Records from a data source:
────

//! Core data types: fuel categories, size classes and fuel particles.

pub mod category;
pub mod particle;

pub use category::{Category, SizeClass};
pub use particle::FuelParticle;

────

-- WORK INSTRUCTION --
Set every record down word for word, omitting none.

-- RESPONSE BOX --
//! Core data types: fuel categories, size classes and fuel particles.

pub mod category;
pub mod particle;

pub use category::{Category, SizeClass};
pub use particle::FuelParticle;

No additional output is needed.